On 07/27, Toralf F?rster wrote:
>
> I do have a user mode linux image (stable 32 bit Gentoo Linux ) which erratically crashes
> while fuzz tested with trinity if the victim files are located on a NFS share.
>
> The back trace of the core dumps always looks like the attached.
>
> To bisect it is hard.
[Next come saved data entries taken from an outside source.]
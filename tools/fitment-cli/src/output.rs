//! Output formatting for the CLI.

use console::style;
use fitment_core::compat::Compatibility;
use indicatif::{ProgressBar, ProgressStyle};

/// Output handler for CLI messages.
#[derive(Clone)]
pub struct Output {
    verbose: bool,
    json: bool,
}

impl Output {
    /// Create a new output handler.
    pub fn new(verbose: bool, json: bool) -> Self {
        Self { verbose, json }
    }

    /// Print an info message.
    pub fn info(&self, msg: &str) {
        if self.json {
            return;
        }
        println!("{} {}", style("ℹ").blue(), msg);
    }

    /// Print a success message.
    pub fn success(&self, msg: &str) {
        if self.json {
            return;
        }
        println!("{} {}", style("✓").green(), msg);
    }

    /// Print a warning message.
    pub fn warn(&self, msg: &str) {
        if self.json {
            return;
        }
        eprintln!("{} {}", style("⚠").yellow(), msg);
    }

    /// Print an error message.
    pub fn error(&self, msg: &str) {
        if self.json {
            eprintln!("{}", serde_json::json!({ "error": msg }));
            return;
        }
        eprintln!("{} {}", style("✗").red(), style(msg).red());
    }

    /// Print a debug message (only in verbose mode).
    pub fn debug(&self, msg: &str) {
        if !self.verbose || self.json {
            return;
        }
        eprintln!("{} {}", style("→").dim(), style(msg).dim());
    }

    /// Print a header/title.
    pub fn header(&self, msg: &str) {
        if self.json {
            return;
        }
        println!("\n{}", style(msg).bold().underlined());
    }

    /// Print JSON output.
    pub fn json<T: serde::Serialize>(&self, value: &T) {
        if let Ok(json) = serde_json::to_string_pretty(value) {
            println!("{}", json);
        }
    }

    /// Print a key-value pair.
    pub fn kv(&self, key: &str, value: &str) {
        if self.json {
            return;
        }
        println!("  {}: {}", style(key).dim(), value);
    }

    /// Print a list item.
    pub fn list_item(&self, item: &str) {
        if self.json {
            return;
        }
        println!("  {} {}", style("•").dim(), item);
    }

    /// Print a table row.
    pub fn table_row(&self, cols: &[&str], widths: &[usize]) {
        if self.json {
            return;
        }
        let formatted: Vec<String> = cols
            .iter()
            .zip(widths.iter())
            .map(|(col, width)| format!("{:width$}", col, width = width))
            .collect();
        println!("  {}", formatted.join("  "));
    }

    /// Create a spinner for indeterminate progress.
    pub fn spinner(&self, msg: &str) -> ProgressBar {
        if self.json {
            return ProgressBar::hidden();
        }

        let pb = ProgressBar::new_spinner();
        if let Ok(spinner_style) = ProgressStyle::default_spinner().template("{spinner:.green} {msg}") {
            pb.set_style(spinner_style);
        }
        pb.set_message(msg.to_string());
        pb.enable_steady_tick(std::time::Duration::from_millis(100));
        pb
    }

    /// Check if verbose mode is enabled.
    pub fn is_verbose(&self) -> bool {
        self.verbose
    }

    /// Check if JSON mode is enabled.
    pub fn is_json(&self) -> bool {
        self.json
    }
}

/// Colored badge text for a verdict.
pub fn verdict_badge(compatibility: Compatibility) -> String {
    let badge = compatibility.badge();
    match compatibility {
        Compatibility::Compatible => style(badge).green().to_string(),
        Compatibility::PartialUnknown => style(badge).yellow().to_string(),
        Compatibility::Incompatible => style(badge).red().dim().to_string(),
    }
}

/// Pad `text` to `width` columns, ignoring color codes.
pub fn pad(text: &str, width: usize) -> String {
    let visible = console::measure_text_width(text);
    format!("{}{}", text, " ".repeat(width.saturating_sub(visible)))
}

/// Format microseconds as a human-readable duration.
pub fn format_micros(us: u64) -> String {
    if us < 1_000 {
        format!("{}us", us)
    } else if us < 1_000_000 {
        format!("{:.1}ms", us as f64 / 1_000.0)
    } else {
        format!("{:.2}s", us as f64 / 1_000_000.0)
    }
}
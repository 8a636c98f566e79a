//! Catalog items carrying compatibility data.

use serde::{Deserialize, Deserializer, Serialize, Serializer};

use crate::compat::{CompatibilityDescriptor, FitmentData};
use crate::ids::PartId;

/// Anything that can be matched against a vehicle.
pub trait Fitment {
    fn fitment(&self) -> FitmentData<'_>;
}

/// Compatibility data as read from the catalog store.
///
/// Reading never fails: data that does not parse as a descriptor is kept as
/// `Unreadable` so the item is still listed.
#[derive(Debug, Clone, Default, PartialEq, Eq)]
pub enum CompatibilityField {
    #[default]
    Missing,
    Present(CompatibilityDescriptor),
    Unreadable(String),
}

impl CompatibilityField {
    pub fn as_fitment(&self) -> FitmentData<'_> {
        match self {
            CompatibilityField::Missing => FitmentData::Missing,
            CompatibilityField::Present(d) => FitmentData::Descriptor(d),
            CompatibilityField::Unreadable(problem) => FitmentData::Unreadable(problem),
        }
    }
}

impl From<CompatibilityDescriptor> for CompatibilityField {
    fn from(descriptor: CompatibilityDescriptor) -> Self {
        CompatibilityField::Present(descriptor)
    }
}

impl<'de> Deserialize<'de> for CompatibilityField {
    fn deserialize<D: Deserializer<'de>>(deserializer: D) -> Result<Self, D::Error> {
        let raw = Option::<serde_json::Value>::deserialize(deserializer)?;
        Ok(match raw {
            None | Some(serde_json::Value::Null) => CompatibilityField::Missing,
            Some(value) => match serde_json::from_value(value) {
                Ok(descriptor) => CompatibilityField::Present(descriptor),
                Err(e) => CompatibilityField::Unreadable(e.to_string()),
            },
        })
    }
}

impl Serialize for CompatibilityField {
    fn serialize<S: Serializer>(&self, serializer: S) -> Result<S::Ok, S::Error> {
        match self {
            CompatibilityField::Missing => serializer.serialize_none(),
            CompatibilityField::Present(d) => d.serialize(serializer),
            CompatibilityField::Unreadable(problem) => serializer.serialize_str(problem),
        }
    }
}

/// A part listed in the catalog.
#[derive(Debug, Clone, PartialEq, Serialize, Deserialize)]
pub struct CatalogItem {
    /// Unique part identifier.
    pub id: PartId,
    /// Stock keeping unit.
    pub sku: String,
    /// Part name.
    pub name: String,
    /// Part manufacturer (e.g., "Bosch").
    #[serde(default, skip_serializing_if = "Option::is_none")]
    pub manufacturer: Option<String>,
    /// Price in stotinki.
    #[serde(default, skip_serializing_if = "Option::is_none")]
    pub price_cents: Option<i64>,
    /// Which vehicles the part fits.
    #[serde(default)]
    pub compatibility: CompatibilityField,
}

impl CatalogItem {
    /// Create an item without compatibility data.
    pub fn new(id: impl Into<PartId>, sku: impl Into<String>, name: impl Into<String>) -> Self {
        Self {
            id: id.into(),
            sku: sku.into(),
            name: name.into(),
            manufacturer: None,
            price_cents: None,
            compatibility: CompatibilityField::Missing,
        }
    }

    pub fn with_compatibility(mut self, descriptor: CompatibilityDescriptor) -> Self {
        self.compatibility = descriptor.into();
        self
    }
}

impl Fitment for CatalogItem {
    fn fitment(&self) -> FitmentData<'_> {
        self.compatibility.as_fitment()
    }
}

#[cfg(test)]
mod tests {
    use super::*;

    #[test]
    fn test_item_with_descriptor() {
        let json = r#"{"id":"p1","sku":"BRK-1","name":"Brake pads","compatibility":{"makes":["BMW"]}}"#;
        let item: CatalogItem = serde_json::from_str(json).unwrap();
        assert!(matches!(item.fitment(), FitmentData::Descriptor(d) if d.makes == vec!["BMW"]));
    }

    #[test]
    fn test_missing_compatibility() {
        let json = r#"{"id":"p2","sku":"WIP-1","name":"Wiper"}"#;
        let item: CatalogItem = serde_json::from_str(json).unwrap();
        assert_eq!(item.fitment(), FitmentData::Missing);

        let json = r#"{"id":"p2","sku":"WIP-1","name":"Wiper","compatibility":null}"#;
        let item: CatalogItem = serde_json::from_str(json).unwrap();
        assert_eq!(item.fitment(), FitmentData::Missing);
    }

    #[test]
    fn test_unreadable_compatibility_keeps_item() {
        let json = r#"{"id":"p3","sku":"FLT-1","name":"Oil filter","compatibility":{"yearRanges":"2010-2015"}}"#;
        let item: CatalogItem = serde_json::from_str(json).unwrap();
        assert!(matches!(item.fitment(), FitmentData::Unreadable(_)));
    }
}
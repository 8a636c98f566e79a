//! Observability for the vehicle selector.
//!
//! This crate provides:
//! - `StructuredLogger` - Structured logging with session context
//! - `LoggingObserver` - Logs every selector trace
//! - `MetricsObserver` - Fetch counters and latencies per level

mod logging;
mod metrics;
mod observer;

pub use logging::*;
pub use metrics::*;
pub use observer::*;

// Re-export SessionId from fitment-core for convenience
pub use fitment_core::SessionId;
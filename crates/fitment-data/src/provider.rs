//! Options provider backed by an in-memory vehicle tree.

use std::sync::Arc;
use std::time::Duration;

use async_trait::async_trait;
use fitment_core::selector::OptionsProvider;
use fitment_core::vehicle::{Level, VehicleOption};
use fitment_core::{FetchError, OptionId};

use crate::tree::VehicleTree;

/// Serves options straight from a [`VehicleTree`].
///
/// An optional artificial latency makes loading states visible in demos and
/// lets tests exercise out-of-order completion.
#[derive(Debug, Clone)]
pub struct StaticOptionsProvider {
    tree: Arc<VehicleTree>,
    latency: Duration,
}

impl StaticOptionsProvider {
    pub fn new(tree: VehicleTree) -> Self {
        Self {
            tree: Arc::new(tree),
            latency: Duration::ZERO,
        }
    }

    pub fn with_latency(mut self, latency: Duration) -> Self {
        self.latency = latency;
        self
    }

    pub fn tree(&self) -> &VehicleTree {
        &self.tree
    }
}

#[async_trait]
impl OptionsProvider for StaticOptionsProvider {
    async fn fetch_options(
        &self,
        level: Level,
        parent: Option<&OptionId>,
    ) -> Result<Vec<VehicleOption>, FetchError> {
        if !self.latency.is_zero() {
            tokio::time::sleep(self.latency).await;
        }
        self.tree
            .children(level, parent)
            .map(<[VehicleOption]>::to_vec)
            .ok_or_else(|| match parent {
                Some(p) => FetchError::NotFound(format!("no {} under {}", level, p)),
                None => FetchError::NotFound(format!("{} needs a parent", level)),
            })
    }
}

#[cfg(test)]
mod tests {
    use super::*;
    use crate::tree::SAMPLE_TREE;
    use fitment_core::prelude::*;

    fn provider() -> StaticOptionsProvider {
        StaticOptionsProvider::new(VehicleTree::from_json(SAMPLE_TREE).unwrap())
    }

    #[tokio::test]
    async fn test_fetch_each_level() {
        let p = provider();
        let brands = p.fetch_options(Level::Brand, None).await.unwrap();
        assert_eq!(brands.len(), 2);

        let models = p.fetch_options(Level::Model, Some(&brands[0].id)).await.unwrap();
        assert_eq!(models[0].id.as_str(), "bmw-3");

        let years = p.fetch_options(Level::Year, Some(&models[0].id)).await.unwrap();
        let labels: Vec<_> = years.iter().map(|y| y.display_label.as_str()).collect();
        assert_eq!(labels, vec!["2015", "2016"]);
    }

    #[tokio::test]
    async fn test_unknown_parent_is_not_found() {
        let err = provider()
            .fetch_options(Level::Model, Some(&"tesla".into()))
            .await
            .unwrap_err();
        assert!(matches!(err, FetchError::NotFound(_)));
    }

    #[tokio::test]
    async fn test_drives_full_cascade() {
        let mut selector = Selector::new(Arc::new(provider()));
        selector.reload_and_wait(Level::Brand).await.unwrap();
        selector.select_and_load(Level::Brand, "bmw").await.unwrap();
        selector.select_and_load(Level::Model, "bmw-3").await.unwrap();
        let pending = selector.select_named(Level::Year, "2015").unwrap().unwrap();
        selector.apply(pending.await);
        selector.select_named(Level::Engine, "320d").unwrap();

        assert!(selector.is_complete());
        assert_eq!(selector.selection().describe(), "BMW / 3 Series / 2015 / 320d");
    }
}
//! Selector state and its transition function.
//!
//! The state is a plain value and [`reduce`] is a pure function from
//! `(state, event)` to the next state plus the fetch to start, if any.
//! Every level carries a request token; a fetch result is applied only
//! when its ticket's token is still the level's current token, so results
//! land in selection order rather than completion order.

use crate::error::{FetchError, SelectorError};
use crate::ids::OptionId;
use crate::vehicle::{Level, VehicleOption, VehicleSelection};
use serde::Serialize;

/// Loading status of one level's option list.
#[derive(Debug, Clone, Default, PartialEq, Eq, Serialize)]
#[serde(tag = "status", content = "detail", rename_all = "lowercase")]
pub enum LevelStatus {
    /// Nothing requested.
    #[default]
    Idle,
    /// A fetch is in flight.
    Loading,
    /// Options are available.
    Loaded(Vec<VehicleOption>),
    /// The last fetch failed; retry with a reload.
    Error(String),
}

impl LevelStatus {
    pub fn as_str(&self) -> &'static str {
        match self {
            LevelStatus::Idle => "idle",
            LevelStatus::Loading => "loading",
            LevelStatus::Loaded(_) => "loaded",
            LevelStatus::Error(_) => "error",
        }
    }
}

/// What a caller sees at one level.
#[derive(Debug, Clone, Copy, PartialEq, Eq)]
pub enum LevelView<'a> {
    Unselected,
    Loading,
    Loaded(&'a [VehicleOption]),
    Error(&'a str),
    Selected(&'a VehicleOption),
}

#[derive(Debug, Clone, Default, PartialEq, Eq)]
struct LevelSlot {
    status: LevelStatus,
    token: u64,
}

impl LevelSlot {
    /// Drop the options and invalidate any fetch in flight.
    fn reset(&mut self) {
        self.status = LevelStatus::Idle;
        self.token += 1;
    }

    fn begin_load(&mut self) -> u64 {
        self.status = LevelStatus::Loading;
        self.token += 1;
        self.token
    }
}

/// A fetch the caller must run against the options provider.
#[derive(Debug, Clone, PartialEq, Eq, Hash, Serialize)]
pub struct FetchTicket {
    /// Level whose options are requested.
    pub level: Level,
    /// Parent option id (`None` for brands).
    pub parent_id: Option<OptionId>,
    /// Token captured at issue time.
    pub token: u64,
}

/// Input to [`reduce`].
#[derive(Debug, Clone, PartialEq)]
pub enum SelectorEvent {
    /// Choose an option from the level's loaded list.
    Select { level: Level, option_id: OptionId },
    /// Re-issue the fetch for a level (initial brand load, or retry after an error).
    Reload(Level),
    /// Reset everything to the initial empty state.
    Clear,
    /// A fetch finished.
    Resolved {
        ticket: FetchTicket,
        outcome: Result<Vec<VehicleOption>, FetchError>,
    },
}

/// How a resolved fetch was handled.
#[derive(Debug, Clone, PartialEq, Eq, Serialize)]
#[serde(tag = "kind", rename_all = "lowercase")]
pub enum Resolution {
    Applied { level: Level, options: usize },
    Failed { level: Level, reason: String },
    Stale { level: Level, token: u64 },
}

/// Result of one transition.
#[derive(Debug, Clone, PartialEq)]
pub struct Transition {
    /// The next state.
    pub state: SelectorState,
    /// Fetch to start, if the transition requested one.
    pub fetch: Option<FetchTicket>,
    /// Outcome of a `Resolved` event.
    pub resolution: Option<Resolution>,
}

/// The whole cascade: selection plus per-level option status and tokens.
///
/// A level below the deepest chosen level's child is always `Idle`.
#[derive(Debug, Clone, Default, PartialEq, Eq)]
pub struct SelectorState {
    selection: VehicleSelection,
    slots: [LevelSlot; Level::COUNT],
}

impl SelectorState {
    /// The initial state: nothing chosen, nothing loaded.
    pub fn new() -> Self {
        Self::default()
    }

    /// Snapshot of the current selection.
    pub fn selection(&self) -> &VehicleSelection {
        &self.selection
    }

    pub fn status_for(&self, level: Level) -> &LevelStatus {
        &self.slots[level.index()].status
    }

    /// Loaded options for a level; empty unless the level is loaded.
    pub fn options_for(&self, level: Level) -> &[VehicleOption] {
        match self.status_for(level) {
            LevelStatus::Loaded(options) => options,
            _ => &[],
        }
    }

    /// Current request token of a level.
    pub fn token_for(&self, level: Level) -> u64 {
        self.slots[level.index()].token
    }

    pub fn is_complete(&self) -> bool {
        self.selection.is_complete()
    }

    pub fn view(&self, level: Level) -> LevelView<'_> {
        if let Some(option) = self.selection.get(level) {
            return LevelView::Selected(option);
        }
        match self.status_for(level) {
            LevelStatus::Idle => LevelView::Unselected,
            LevelStatus::Loading => LevelView::Loading,
            LevelStatus::Loaded(options) => LevelView::Loaded(options),
            LevelStatus::Error(reason) => LevelView::Error(reason),
        }
    }

    /// Find a loaded option by id.
    pub fn find_option(&self, level: Level, option_id: &OptionId) -> Option<&VehicleOption> {
        self.options_for(level).iter().find(|o| &o.id == option_id)
    }

    pub(crate) fn select(
        &mut self,
        level: Level,
        option_id: OptionId,
    ) -> Result<Option<FetchTicket>, SelectorError> {
        let option = self
            .find_option(level, &option_id)
            .cloned()
            .ok_or(SelectorError::InvalidOption { level, option_id })?;
        let parent_id = option.id.clone();

        self.selection = self.selection.truncated(level).extended(option)?;

        let next = level.next();
        let mut ticket = None;
        for deeper in level.deeper() {
            let slot = &mut self.slots[deeper.index()];
            if Some(deeper) == next {
                let token = slot.begin_load();
                ticket = Some(FetchTicket {
                    level: deeper,
                    parent_id: Some(parent_id.clone()),
                    token,
                });
            } else {
                slot.reset();
            }
        }
        Ok(ticket)
    }

    pub(crate) fn reload(&mut self, level: Level) -> Result<FetchTicket, SelectorError> {
        let parent_id = self.selection.parent_for(level)?;
        self.selection = self.selection.truncated(level);
        for deeper in level.deeper() {
            self.slots[deeper.index()].reset();
        }
        let token = self.slots[level.index()].begin_load();
        Ok(FetchTicket {
            level,
            parent_id,
            token,
        })
    }

    pub(crate) fn clear(&mut self) {
        self.selection = VehicleSelection::empty();
        for slot in &mut self.slots {
            slot.reset();
        }
    }

    pub(crate) fn resolve(
        &mut self,
        ticket: &FetchTicket,
        outcome: Result<Vec<VehicleOption>, FetchError>,
    ) -> Resolution {
        let slot = &mut self.slots[ticket.level.index()];
        if slot.token != ticket.token || slot.status != LevelStatus::Loading {
            return Resolution::Stale {
                level: ticket.level,
                token: ticket.token,
            };
        }

        match outcome {
            Ok(options) => {
                let count = options.len();
                slot.status = LevelStatus::Loaded(options);
                Resolution::Applied {
                    level: ticket.level,
                    options: count,
                }
            }
            Err(e) => {
                let reason = e.to_string();
                slot.status = LevelStatus::Error(reason.clone());
                Resolution::Failed {
                    level: ticket.level,
                    reason,
                }
            }
        }
    }
}

/// Compute the next state for an event.
///
/// Only `Select` on an option that is not loaded, and `Reload` of a level
/// whose parent is unchosen, are rejected; the input state is never modified.
pub fn reduce(state: &SelectorState, event: SelectorEvent) -> Result<Transition, SelectorError> {
    let mut next = state.clone();
    let mut fetch = None;
    let mut resolution = None;

    match event {
        SelectorEvent::Select { level, option_id } => {
            fetch = next.select(level, option_id)?;
        }
        SelectorEvent::Reload(level) => {
            fetch = Some(next.reload(level)?);
        }
        SelectorEvent::Clear => next.clear(),
        SelectorEvent::Resolved { ticket, outcome } => {
            resolution = Some(next.resolve(&ticket, outcome));
        }
    }

    Ok(Transition {
        state: next,
        fetch,
        resolution,
    })
}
However after few attempts in the last weeks the following
> commit is either the first bad commit or at least the upper limit (less likely).
>
>
> commit 8aac62706adaaf0fab02c4327761561c8bda9448
> Author: Oleg Nesterov <[email protected]>
> Date: Fri Jun 14 21:09:49 2013 +0200
>
> move exit_task_namespaces() outside of exit_notify()
>
> #15 nlmclnt_setlockargs (req=0x48e18860, fl=0x48f27c8c) at fs/lockd/clntproc.c:131

Thanks.

So nlmclnt_setlockargs()->utsname() crashes and we probably need
the patch below.

But is it correct? I know _absolutely_ nothing about nfs/sunrpc/etc and
I never looked into this code before, most probably I am wrong.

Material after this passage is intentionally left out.